- Theatrical release poster
- Directed by: Aatish Kapadia
- Written by: Aatish Kapadia
- Produced by: Vineet Jain Jamnadas Majethia
- Starring: Supriya Pathak Kapur; Rajeev Mehta; Anang Desai; Vandana Pathak; Jamnadas Majethia; Kirti Kulhari;
- Cinematography: Vijay Soni
- Edited by: Aajay K.
- Music by: Songs: Chirantan Bhatt Background Score: Raju Singh
- Production company: Hats Off Productions
- Distributed by: Zee Studios
- Release date: 17 November 2023;
- Running time: 122 minutes
- Country: India
- Language: Hindi
- Box office: ₹5.65 crore

= Khichdi 2: Mission Paanthukistan =

2023 Indian comedy film

Khichdi 2: Mission Paanthukistan (Note: Paanthukistan (lit. 'paan spitstan') being a fictional desert country neighboring India.) (/hi/) is a 2023 Indian Hindi-language comedy film written and directed by Aatish Kapadia, and produced by Vineet Jain and Jamnadas Majethia. The film stars Supriya Pathak Kapur, Rajeev Mehta, Anang Desai, Vandana Pathak, Jamnadas Majethia. It is the fifth overall installment of the Khichdi franchise, and a direct sequel to the 2010 film Khichdi: The Movie.

== Production ==

=== Development ===

The success and positive feedback of the 2010 film after its telecast on television encouraged Aatish Kapadia to start working on a sequel. In 2017, the producer of the film, Jamnadas Majethia, confirmed the sequel to Khichdi: The Movie was in the works. In February 2023, Kirti Kulhari announced the sequel to "Khichdi: The Film" was in production.

=== Casting ===

Supriya Pathak, Jamnadas Majhetia, Anang Desai, Rajeev Mehta, and Kirti Kulhari will reprise their roles, while Vandana Pathak will return to her role of Jayshree, after previously being replaced by Nimisha Vakharia in the first film. Furthermore, Farah Khan, Anant Vidhaat, Pratik Gandhi, Paresh Ganatra, Kiku Sharda, and Flora Saini will make special appearances in the film.

=== Filming ===

In February 2023, Kirti Kulhari announced that the filming of the film is already started in Mumbai.

==Release ==
=== Theatrical ===
The film was released on 17 November 2023.

=== Home media ===
The film premiered on ZEE5 from 9 February 2024.

==Critical response==
Shubhra Gupta of The Indian Express gave the film 1 out of 5, writing, "Why did this ultra-loud, blindingly colour-coordinated bunch who did nothing of any consequence in the first movie, bother to circle back for a sequel?"

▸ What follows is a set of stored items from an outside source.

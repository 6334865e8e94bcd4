use serde::Serialize;
use sqlx::{FromRow, SqlitePool};
use time::OffsetDateTime;
use uuid::Uuid;

#[derive(Debug, Clone, Serialize, FromRow)]
pub struct Conversation {
    pub id: Uuid,
    pub user1_id: Uuid,
    pub user2_id: Uuid,
    #[serde(with = "time::serde::rfc3339")]
    pub created_at: OffsetDateTime,
    #[serde(with = "time::serde::rfc3339::option")]
    pub last_message_at: Option<OffsetDateTime>,
    pub is_active: bool,
}

impl Conversation {
    /// The participant that is not `user_id`.
    pub fn other_participant(&self, user_id: Uuid) -> Uuid {
        if self.user1_id == user_id {
            self.user2_id
        } else {
            self.user1_id
        }
    }
}

/// A conversation as seen by one participant.
#[derive(Debug, Clone, Serialize, FromRow)]
pub struct ConversationDetail {
    #[sqlx(flatten)]
    #[serde(flatten)]
    pub conversation: Conversation,
    pub other_user_id: Uuid,
    pub other_user_name: String,
    pub other_user_email: String,
    pub other_user_picture: Option<String>,
    pub last_message: Option<String>,
    pub unread_count: i64,
}

/// Opens the conversation for a pair unless one already exists. Returns true
/// when a row was written.
pub async fn create_for_pair(db_pool: &SqlitePool, user1_id: Uuid, user2_id: Uuid) -> Result<bool, sqlx::Error> {
    let result = sqlx::query(
        "INSERT OR IGNORE INTO conversations (id,user1_id,user2_id,created_at,last_message_at,is_active) \
         VALUES (?,?,?,?,NULL,1)",
    )
    .bind(Uuid::now_v7())
    .bind(user1_id)
    .bind(user2_id)
    .bind(super::now())
    .execute(db_pool)
    .await?;
    Ok(result.rows_affected() == 1)
}

/// The conversation, but only if `user_id` takes part in it.
pub async fn find_for_participant(
    db_pool: &SqlitePool,
    id: Uuid,
    user_id: Uuid,
) -> Result<Option<Conversation>, sqlx::Error> {
    sqlx::query_as("SELECT * FROM conversations WHERE id=?1 AND (user1_id=?2 OR user2_id=?2)")
        .bind(id)
        .bind(user_id)
        .fetch_optional(db_pool)
        .await
}

pub async fn count_between(db_pool: &SqlitePool, a: Uuid, b: Uuid) -> Result<i64, sqlx::Error> {
    sqlx::query_scalar(
        "SELECT COUNT(*) FROM conversations \
         WHERE (user1_id=?1 AND user2_id=?2) OR (user1_id=?2 AND user2_id=?1)",
    )
    .bind(a)
    .bind(b)
    .fetch_one(db_pool)
    .await
}

pub async fn touch(db_pool: &SqlitePool, id: Uuid, at: OffsetDateTime) -> Result<(), sqlx::Error> {
    sqlx::query("UPDATE conversations SET last_message_at=? WHERE id=?")
        .bind(at)
        .bind(id)
        .execute(db_pool)
        .await?;
    Ok(())
}

// ?1 is always the viewing user
const DETAIL_SELECT: &str = "SELECT c.id, c.user1_id, c.user2_id, c.created_at, c.is_active, \
     COALESCE(c.last_message_at, c.created_at) AS last_message_at, \
     u.id AS other_user_id, u.name AS other_user_name, u.email AS other_user_email, u.picture AS other_user_picture, \
     (SELECT m.content FROM messages m WHERE m.conversation_id = c.id ORDER BY m.id DESC LIMIT 1) AS last_message, \
     (SELECT COUNT(*) FROM messages m WHERE m.conversation_id = c.id AND m.sender_id != ?1 AND m.is_read = 0) AS unread_count \
     FROM conversations c \
     JOIN users u ON u.id = CASE WHEN c.user1_id = ?1 THEN c.user2_id ELSE c.user1_id END \
     WHERE (c.user1_id = ?1 OR c.user2_id = ?1)";

/// Active conversations of `user_id`, most recent activity first.
pub async fn list_details(
    db_pool: &SqlitePool,
    user_id: Uuid,
    skip: i64,
    limit: i64,
) -> Result<Vec<ConversationDetail>, sqlx::Error> {
    sqlx::query_as(&format!(
        "{DETAIL_SELECT} AND c.is_active = 1 ORDER BY last_message_at DESC, c.id DESC LIMIT ?2 OFFSET ?3"
    ))
    .bind(user_id)
    .bind(limit)
    .bind(skip)
    .fetch_all(db_pool)
    .await
}

pub async fn detail(
    db_pool: &SqlitePool,
    id: Uuid,
    user_id: Uuid,
) -> Result<Option<ConversationDetail>, sqlx::Error> {
    sqlx::query_as(&format!("{DETAIL_SELECT} AND c.id = ?2"))
        .bind(user_id)
        .bind(id)
        .fetch_optional(db_pool)
        .await
}

pub async fn count_active(db_pool: &SqlitePool, user_id: Uuid) -> Result<i64, sqlx::Error> {
    sqlx::query_scalar(
        "SELECT COUNT(*) FROM conversations WHERE (user1_id=?1 OR user2_id=?1) AND is_active=1",
    )
    .bind(user_id)
    .fetch_one(db_pool)
    .await
}
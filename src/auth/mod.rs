mod clients;
mod login;
mod logout;
mod me;

use axum::{
    routing::{get, post},
    Json, Router,
};
use serde_json::{json, Value};

use crate::AppState;

pub use clients::{SessionData, SessionService};

pub fn router() -> Router<AppState> {
    Router::new()
        .route("/api/auth/test", get(test))
        .route("/api/auth/dev-login", get(login::dev_login).post(login::dev_login))
        .route("/api/auth/session", post(login::session))
        .route("/api/auth/logout", post(logout::logout))
        .route("/api/auth/me", get(me::me))
        .route("/api/auth/complete-onboarding", post(me::complete_onboarding))
}

async fn test() -> Json<Value> {
    Json(json!({ "message": "Auth router is working!", "status": "ok" }))
}
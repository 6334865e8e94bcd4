use axum::{debug_handler, extract::State};
use serde::Deserialize;
use serde_json::json;
use sqlx::SqlitePool;
use tracing::info;
use uuid::Uuid;

use crate::{
    db::{self, connections::ConnectionStatus},
    email::Mailer,
    extract::{Json, Path},
    session::CurrentUser,
    ApiResponse, AppError, AppResult, AppState,
};

#[derive(Debug, Deserialize)]
pub(crate) struct Answer {
    status: ConnectionStatus,
}

/// The receiver answers a pending request. Accepting opens the pair's
/// conversation and lets the sender know.
#[debug_handler(state = AppState)]
pub(crate) async fn respond(
    Path(request_id): Path<String>,
    State(db_pool): State<SqlitePool>,
    State(mailer): State<Mailer>,
    CurrentUser(user): CurrentUser,
    Json(Answer { status }): Json<Answer>,
) -> AppResult<ApiResponse> {
    const NOT_FOUND: AppError = AppError::NotFound("Connection request not found");
    const ANSWERED: AppError = AppError::BadRequest("Request has already been responded to");

    let Ok(request_id) = Uuid::parse_str(&request_id) else {
        return Err(NOT_FOUND);
    };
    let Some(mut request) = db::connections::find(&db_pool, request_id).await? else {
        return Err(NOT_FOUND);
    };

    if request.receiver_id != user.id {
        return Err(AppError::Forbidden("You can only respond to requests sent to you"));
    }
    if request.status != ConnectionStatus::Pending {
        return Err(ANSWERED);
    }
    if status == ConnectionStatus::Pending {
        return Err(AppError::BadRequest("A request cannot be answered with pending"));
    }

    let responded_at = db::now();
    if !db::connections::respond(&db_pool, request.id, status, responded_at).await? {
        return Err(ANSWERED);
    }
    request.status = status;
    request.responded_at = Some(responded_at);
    info!("connection request {} {}", request.id, status.as_str());

    if status == ConnectionStatus::Accepted {
        let opened = db::conversations::create_for_pair(&db_pool, request.sender_id, request.receiver_id).await?;
        if opened {
            info!("conversation opened between {} and {}", request.sender_id, request.receiver_id);
        }

        if let Some(sender) = db::users::find_by_id(&db_pool, request.sender_id).await? {
            mailer.send_connection_accepted(&sender, &user.name).await;
        }
    }

    Ok(
        ApiResponse::ok(format!("Connection request {} successfully", status.as_str()))
            .with_data(json!({ "request": request })),
    )
}
use axum::{debug_handler, extract::State};
use serde::Deserialize;
use serde_json::json;
use sqlx::SqlitePool;
use tracing::info;
use uuid::Uuid;

use crate::{
    appresult::is_unique_violation,
    db::{self, connections::ConnectionRequest},
    email::Mailer,
    extract::Json,
    session::CurrentUser,
    ApiResponse, AppError, AppResult, AppState,
};

#[derive(Debug, Deserialize)]
pub(crate) struct SendRequest {
    receiver_id: String,
    message: String,
}

#[debug_handler(state = AppState)]
pub(crate) async fn send_request(
    State(db_pool): State<SqlitePool>,
    State(mailer): State<Mailer>,
    CurrentUser(user): CurrentUser,
    Json(SendRequest { receiver_id, message }): Json<SendRequest>,
) -> AppResult<ApiResponse> {
    const NO_RECEIVER: AppError = AppError::NotFound("User not found or profile not available");
    const DUPLICATE: AppError = AppError::BadRequest("Connection request already exists");

    let Ok(receiver_id) = Uuid::parse_str(receiver_id.trim()) else {
        return Err(NO_RECEIVER);
    };
    if receiver_id == user.id {
        return Err(AppError::BadRequest("You cannot send a connection request to yourself"));
    }

    let Some(receiver_profile) = db::profiles::find_by_user(&db_pool, receiver_id).await? else {
        return Err(NO_RECEIVER);
    };
    if !receiver_profile.is_open_for_connection {
        return Err(AppError::BadRequest("User is not open for connections"));
    }
    if db::connections::find_live_between(&db_pool, user.id, receiver_id).await?.is_some() {
        return Err(DUPLICATE);
    }

    let request = ConnectionRequest::new(user.id, receiver_id, message);
    match db::connections::insert(&db_pool, &request).await {
        Err(err) if is_unique_violation(&err) => return Err(DUPLICATE),
        other => other?,
    }
    info!("connection request {} from {} to {}", request.id, user.id, receiver_id);

    if let Some(receiver) = db::users::find_by_id(&db_pool, receiver_id).await? {
        let message = Some(request.message.trim()).filter(|message| !message.is_empty());
        mailer.send_connection_request(&receiver, &user.name, message).await;
    }

    Ok(ApiResponse::ok("Connection request sent successfully").with_data(json!({ "request": request })))
}
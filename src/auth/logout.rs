use std::sync::Arc;

use axum::{
    debug_handler,
    extract::State,
    http::{header::SET_COOKIE, HeaderMap},
    response::{AppendHeaders, IntoResponse},
};
use sqlx::SqlitePool;
use tracing::info;

use crate::{
    config::Config,
    db,
    session::{removal_cookie, token_from_headers},
    ApiResponse, AppResult, AppState,
};

#[debug_handler(state = AppState)]
pub(crate) async fn logout(
    State(db_pool): State<SqlitePool>,
    State(config): State<Arc<Config>>,
    headers: HeaderMap,
) -> AppResult<impl IntoResponse> {
    if let Some(token) = token_from_headers(&headers) {
        let closed = db::sessions::deactivate(&db_pool, &token).await?;
        info!("logout closed {closed} session(s)");
    }

    Ok((
        AppendHeaders([(SET_COOKIE, removal_cookie(config.is_production()))]),
        ApiResponse::ok("Logged out successfully"),
    ))
}
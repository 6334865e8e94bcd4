use axum::{
    extract::rejection::{JsonRejection, PathRejection, QueryRejection},
    http::StatusCode,
    response::{IntoResponse, Response},
    Json,
};
use serde_json::json;
use thiserror::Error;

pub type AppResult<T> = Result<T, AppError>;

#[derive(Debug, Error)]
pub enum AppError {
    #[error("{0}")]
    BadRequest(&'static str),

    #[error("{0}")]
    Unauthorized(&'static str),

    #[error("{0}")]
    Forbidden(&'static str),

    #[error("{0}")]
    NotFound(&'static str),

    #[error("{0}")]
    Unprocessable(String),

    #[error(transparent)]
    Internal(#[from] anyhow::Error),
}

impl AppError {
    pub fn status(&self) -> StatusCode {
        use AppError::*;
        match self {
            BadRequest(_) => StatusCode::BAD_REQUEST,
            Unauthorized(_) => StatusCode::UNAUTHORIZED,
            Forbidden(_) => StatusCode::FORBIDDEN,
            NotFound(_) => StatusCode::NOT_FOUND,
            Unprocessable(_) => StatusCode::UNPROCESSABLE_ENTITY,
            Internal(_) => StatusCode::INTERNAL_SERVER_ERROR,
        }
    }
}

impl IntoResponse for AppError {
    fn into_response(self) -> Response {
        let status = self.status();
        let detail = match &self {
            AppError::Internal(err) => {
                tracing::error!("{err:?}");
                "Internal server error".to_owned()
            }
            other => other.to_string(),
        };

        (status, Json(json!({ "detail": detail }))).into_response()
    }
}

macro_rules! apperr_impl {
    (internal: $($E:ty),+) => {
        $(impl From<$E> for AppError {
            fn from(err: $E) -> Self {
                Self::Internal(anyhow::Error::from(err))
            }
        })+
    };
    (unprocessable: $($E:ty),+) => {
        $(impl From<$E> for AppError {
            fn from(rejection: $E) -> Self {
                Self::Unprocessable(rejection.body_text())
            }
        })+
    };
}

apperr_impl!(internal: sqlx::Error);
apperr_impl!(unprocessable: JsonRejection, QueryRejection, PathRejection);

/// True when `err` is a unique-constraint violation, which the store uses to
/// reject duplicates that slipped past an existence check.
pub fn is_unique_violation(err: &sqlx::Error) -> bool {
    match err {
        sqlx::Error::Database(db_err) => db_err.is_unique_violation(),
        _ => false,
    }
}
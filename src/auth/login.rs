use axum::{
    debug_handler,
    extract::State,
    http::{header::SET_COOKIE, HeaderMap},
    response::{AppendHeaders, IntoResponse},
};
use rand::{distr::Alphanumeric, Rng};
use serde_json::json;
use sqlx::SqlitePool;
use std::sync::Arc;
use time::format_description::well_known::Rfc3339;
use tracing::info;

use crate::{
    config::Config,
    db::{self, users::User},
    session::{session_cookie, SESSION_ID_HEADER},
    ApiResponse, AppError, AppResult, AppState,
};

use super::SessionService;

const DEV_EMAIL: &str = "dev@localhost.com";
const DEV_PICTURE: &str = "https://ui-avatars.com/api/?name=Dev+User";

#[debug_handler(state = AppState)]
pub(crate) async fn session(
    State(db_pool): State<SqlitePool>,
    State(sessions): State<SessionService>,
    State(config): State<Arc<Config>>,
    headers: HeaderMap,
) -> AppResult<impl IntoResponse> {
    let Some(session_id) = headers
        .get(SESSION_ID_HEADER)
        .and_then(|value| value.to_str().ok())
        .filter(|value| !value.is_empty())
    else {
        return Err(AppError::BadRequest("Session ID required in X-Session-ID header"));
    };

    let Some(data) = sessions.fetch(session_id).await else {
        return Err(AppError::Unauthorized("Invalid session ID"));
    };

    let (user, created) =
        db::users::get_or_create(&db_pool, &data.email, &data.name, data.picture.as_deref()).await?;
    let user_session = db::sessions::replace_for_user(&db_pool, user.id, &data.session_token).await?;

    info!(
        "user {} {}: onboarding_completed={}",
        user.email,
        if created { "created" } else { "logged in" },
        user.onboarding_completed,
    );

    Ok((
        AppendHeaders([(SET_COOKIE, session_cookie(&data.session_token, config.is_production()))]),
        ApiResponse::ok("Authentication successful").with_data(json!({
            "user": user,
            "expires_at": user_session.expires_at.format(&Rfc3339).map_err(anyhow::Error::from)?,
        })),
    ))
}

/// Development-only shortcut that skips the session service and starts a
/// brand-new user at the beginning of onboarding.
#[debug_handler(state = AppState)]
pub(crate) async fn dev_login(
    State(db_pool): State<SqlitePool>,
    State(config): State<Arc<Config>>,
) -> AppResult<impl IntoResponse> {
    if config.is_production() {
        return Err(AppError::Forbidden("Development login is only available in development mode"));
    }

    db::users::delete_by_email(&db_pool, DEV_EMAIL).await?;
    let user = User::new(DEV_EMAIL, "", Some(DEV_PICTURE));
    db::users::insert(&db_pool, &user).await?;

    let token: String = rand::rng()
        .sample_iter(&Alphanumeric)
        .take(48)
        .map(char::from)
        .collect();
    let user_session = db::sessions::replace_for_user(&db_pool, user.id, &token).await?;
    info!("dev login as {}", user.id);

    Ok((
        AppendHeaders([(SET_COOKIE, session_cookie(&token, false))]),
        ApiResponse::ok("Development login successful").with_data(json!({
            "user": user,
            "expires_at": user_session.expires_at.format(&Rfc3339).map_err(anyhow::Error::from)?,
        })),
    ))
}
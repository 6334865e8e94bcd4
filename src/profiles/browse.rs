use axum::{debug_handler, extract::State};
use serde::Deserialize;
use serde_json::json;
use sqlx::SqlitePool;

use crate::{
    db::{self, profiles::BrowseFilter},
    extract::Query,
    session::CurrentUser,
    ApiResponse, AppResult, AppState, Page,
};

#[derive(Debug, Default, Deserialize)]
pub(crate) struct BrowseQuery {
    skip: Option<i64>,
    limit: Option<i64>,
    search: Option<String>,
    location: Option<String>,
    company: Option<String>,
}

fn non_empty(value: &Option<String>) -> Option<&str> {
    value.as_deref().map(str::trim).filter(|value| !value.is_empty())
}

#[debug_handler(state = AppState)]
pub(crate) async fn browse(
    State(db_pool): State<SqlitePool>,
    CurrentUser(user): CurrentUser,
    Query(query): Query<BrowseQuery>,
) -> AppResult<ApiResponse> {
    let page = Page::from_query(query.skip, query.limit, 10, 50)?;
    let filter = BrowseFilter {
        search: non_empty(&query.search),
        location: non_empty(&query.location),
        company: non_empty(&query.company),
    };

    let (profiles, total) = db::profiles::browse(&db_pool, user.id, &filter, page.skip, page.limit).await?;

    Ok(ApiResponse::ok("Profiles retrieved successfully").with_data(json!({
        "profiles": profiles,
        "pagination": page.pagination(total),
    })))
}
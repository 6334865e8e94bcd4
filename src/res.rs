#[macro_export]
macro_rules! include_res {
    (str, $p:expr) => {
        include_str!(concat!(env!("CARGO_MANIFEST_DIR"), "/res", $p))
    };
}

/// Fills `{key}` placeholders in a bundled template in one pass, so text
/// coming from a value is never scanned for placeholders itself. Braces that
/// do not name a known key are kept as written.
pub fn fill(template: &str, values: &[(&str, &str)]) -> String {
    let mut out = String::with_capacity(template.len());
    let mut rest = template;

    while let Some(open) = rest.find('{') {
        out.push_str(&rest[..open]);
        let tail = &rest[open..];
        let value = tail.find('}').and_then(|close| {
            let key = &tail[1..close];
            values
                .iter()
                .find(|(k, _)| *k == key)
                .map(|(_, value)| (*value, close))
        });

        match value {
            Some((value, close)) => {
                out.push_str(value);
                rest = &tail[close + 1..];
            }
            None => {
                out.push('{');
                rest = &tail[1..];
            }
        }
    }
    out.push_str(rest);
    out
}

/// Escapes text for interpolation into HTML.
pub fn escape_html(text: &str) -> String {
    let mut out = String::with_capacity(text.len());
    // writing into a String never fails
    let _ = pulldown_cmark_escape::escape_html(&mut out, text);
    out
}

#[cfg(test)]
mod tests {
    use super::*;

    #[test]
    fn fill_replaces_every_occurrence() {
        assert_eq!(fill("{a} and {a} but {b}", &[("a", "x"), ("b", "y")]), "x and x but y");
    }

    #[test]
    fn inserted_values_are_not_rescanned() {
        let filled = fill("{name} wrote: {body}", &[("name", "{body}"), ("body", "see {name} at {link}")]);
        assert_eq!(filled, "{body} wrote: see {name} at {link}");
    }

    #[test]
    fn unknown_and_unclosed_braces_stay() {
        assert_eq!(fill("{a} {unknown} {", &[("a", "x")]), "x {unknown} {");
        assert_eq!(fill("{{a}}", &[("a", "x")]), "{x}");
    }

    #[test]
    fn escape_html_neutralises_markup() {
        assert_eq!(escape_html("<b>\"Tom & Jerry's\"</b>"), "&lt;b&gt;&quot;Tom &amp; Jerry&#39;s&quot;&lt;/b&gt;");
    }
}
//! Shared fixtures for the HTTP-level tests: an in-memory app plus stand-ins
//! for the session service and the mail provider.

#![allow(dead_code)]

use std::{
    net::SocketAddr,
    sync::{Arc, Mutex},
};

use axum::{
    body::{to_bytes, Body},
    extract::State,
    http::{header, HeaderMap, Method, Request, StatusCode},
    response::IntoResponse,
    routing::{get, post},
    Json, Router,
};
use meetup_network::{
    app,
    config::{Config, Environment},
    db::{
        self,
        profiles::UserProfile,
        users::User,
    },
    AppState,
};
use serde_json::{json, Value};
use sqlx::SqlitePool;
use tokio::net::TcpListener;
use tower::ServiceExt;
use uuid::Uuid;

pub const GOOD_SESSION_ID: &str = "good-session-id";
pub const SERVICE_TOKEN: &str = "token-from-service";

pub type Outbox = Arc<Mutex<Vec<Value>>>;

pub struct TestApp {
    pub router: Router,
    pub db_pool: SqlitePool,
    pub outbox: Outbox,
}

async fn serve_on_loopback(router: Router) -> SocketAddr {
    let listener = TcpListener::bind("127.0.0.1:0").await.unwrap();
    let addr = listener.local_addr().unwrap();
    tokio::spawn(async move {
        let _ = axum::serve(listener, router).await;
    });
    addr
}

async fn session_data(headers: HeaderMap) -> impl IntoResponse {
    match headers.get("x-session-id").and_then(|v| v.to_str().ok()) {
        Some(GOOD_SESSION_ID) => Json(json!({
            "id": "ext-1",
            "email": "new@example.com",
            "name": "New User",
            "picture": "https://example.com/new.png",
            "session_token": SERVICE_TOKEN,
        }))
        .into_response(),
        _ => (StatusCode::NOT_FOUND, "unknown session").into_response(),
    }
}

/// Records every mail it is handed and answers with `status`.
#[derive(Clone)]
struct MailProvider {
    outbox: Outbox,
    status: StatusCode,
}

async fn accept_mail(State(provider): State<MailProvider>, Json(body): Json<Value>) -> StatusCode {
    provider.outbox.lock().unwrap().push(body);
    provider.status
}

pub fn config(session_service_url: String, sendgrid_api_url: String, environment: Environment) -> Config {
    Config {
        port: 0,
        database_url: "sqlite::memory:".to_owned(),
        session_service_url,
        sendgrid_api_key: Some("test-key".to_owned()),
        sendgrid_api_url,
        from_email: "no-reply@meetup.test".to_owned(),
        frontend_url: "http://frontend.test".to_owned(),
        environment,
    }
}

pub async fn spawn_app() -> TestApp {
    spawn_app_in(Environment::Development).await
}

pub async fn spawn_app_in(environment: Environment) -> TestApp {
    spawn(environment, StatusCode::ACCEPTED).await
}

/// An app whose mail provider answers every send with `status`.
pub async fn spawn_app_with_mail_status(status: StatusCode) -> TestApp {
    spawn(Environment::Development, status).await
}

async fn spawn(environment: Environment, mail_status: StatusCode) -> TestApp {
    let session_addr = serve_on_loopback(Router::new().route("/session-data", get(session_data))).await;

    let outbox = Outbox::default();
    let mail_addr = serve_on_loopback(
        Router::new()
            .route("/v3/mail/send", post(accept_mail))
            .with_state(MailProvider {
                outbox: outbox.clone(),
                status: mail_status,
            }),
    )
    .await;

    let config = config(
        format!("http://{session_addr}/session-data"),
        format!("http://{mail_addr}/v3/mail/send"),
        environment,
    );

    let db_pool = db::connect(&config.database_url).await.unwrap();
    let state = AppState::new(config, db_pool.clone()).unwrap();

    TestApp {
        router: app(state),
        db_pool,
        outbox,
    }
}

pub struct Reply {
    pub status: StatusCode,
    pub headers: HeaderMap,
    pub body: Value,
}

impl TestApp {
    pub async fn call(&self, method: Method, uri: &str, token: Option<&str>, body: Option<Value>) -> Reply {
        let mut request = Request::builder().method(method).uri(uri);
        if let Some(token) = token {
            request = request.header(header::COOKIE, format!("session_token={token}"));
        }

        let request = match body {
            Some(body) => request
                .header(header::CONTENT_TYPE, "application/json")
                .body(Body::from(body.to_string())),
            None => request.body(Body::empty()),
        }
        .unwrap();

        let response = self.router.clone().oneshot(request).await.unwrap();
        let status = response.status();
        let headers = response.headers().clone();
        let bytes = to_bytes(response.into_body(), usize::MAX).await.unwrap();
        let body = serde_json::from_slice(&bytes).unwrap_or(Value::Null);

        Reply { status, headers, body }
    }

    pub async fn get(&self, uri: &str, token: &str) -> Reply {
        self.call(Method::GET, uri, Some(token), None).await
    }

    pub async fn post(&self, uri: &str, token: &str, body: Value) -> Reply {
        self.call(Method::POST, uri, Some(token), Some(body)).await
    }

    pub async fn put(&self, uri: &str, token: &str, body: Value) -> Reply {
        self.call(Method::PUT, uri, Some(token), Some(body)).await
    }

    /// A user with a live session; the token is derived from the email.
    pub async fn sign_in(&self, email: &str, name: &str) -> (User, String) {
        let (user, _) = db::users::get_or_create(&self.db_pool, email, name, None).await.unwrap();
        let token = format!("token-{email}");
        db::sessions::replace_for_user(&self.db_pool, user.id, &token).await.unwrap();
        (user, token)
    }

    pub async fn sign_in_with_profile(&self, email: &str, name: &str, open: bool) -> (User, String) {
        let (user, token) = self.sign_in(email, name).await;
        let at = db::now();
        let profile = UserProfile {
            id: Uuid::now_v7(),
            user_id: user.id,
            job_title: Some("Engineer".to_owned()),
            company: Some("Acme".to_owned()),
            bio: None,
            location: Some("Berlin".to_owned()),
            linkedin_url: None,
            years_experience: Some(4),
            skills: vec!["Rust".to_owned()],
            interests: vec![],
            is_open_for_connection: open,
            contact_preferences: Some("email".to_owned()),
            created_at: at,
            updated_at: at,
        };
        db::profiles::insert(&self.db_pool, &profile).await.unwrap();
        (user, token)
    }

    /// Sends a request from `sender` to `receiver` and accepts it, returning
    /// the opened conversation's id.
    pub async fn connect_pair(&self, sender: &str, receiver: &User, receiver_token: &str) -> String {
        let reply = self
            .post(
                "/api/connections/request",
                sender,
                json!({ "receiver_id": receiver.id, "message": "Hi!" }),
            )
            .await;
        assert_eq!(reply.status, StatusCode::OK, "{}", reply.body);
        let request_id = reply.body["data"]["request"]["id"].as_str().unwrap().to_owned();

        let reply = self
            .put(
                &format!("/api/connections/requests/{request_id}/respond"),
                receiver_token,
                json!({ "status": "accepted" }),
            )
            .await;
        assert_eq!(reply.status, StatusCode::OK, "{}", reply.body);

        let reply = self.get("/api/conversations", receiver_token).await;
        reply.body["data"]["conversations"][0]["id"].as_str().unwrap().to_owned()
    }

    pub fn sent_mails(&self) -> Vec<Value> {
        self.outbox.lock().unwrap().clone()
    }
}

Deepa Gahlot of Rediff.com gave the film 2 out of 5, calling the production values as "shoddy" and the plot "incoherent." Agnivo Niyogi of The Telegraph India criticised the screenplay and "focus on several subplots", writing, "Khichdi 2: Mission Paanthukistan struggles to create the kind of comedic moments that were the hallmark of the original TV serial."

A critic from Bollywood Hungama rated the film 2.5/5 stars and wrote "Khichdi 2 suffers from a weak second half and an unimaginative script."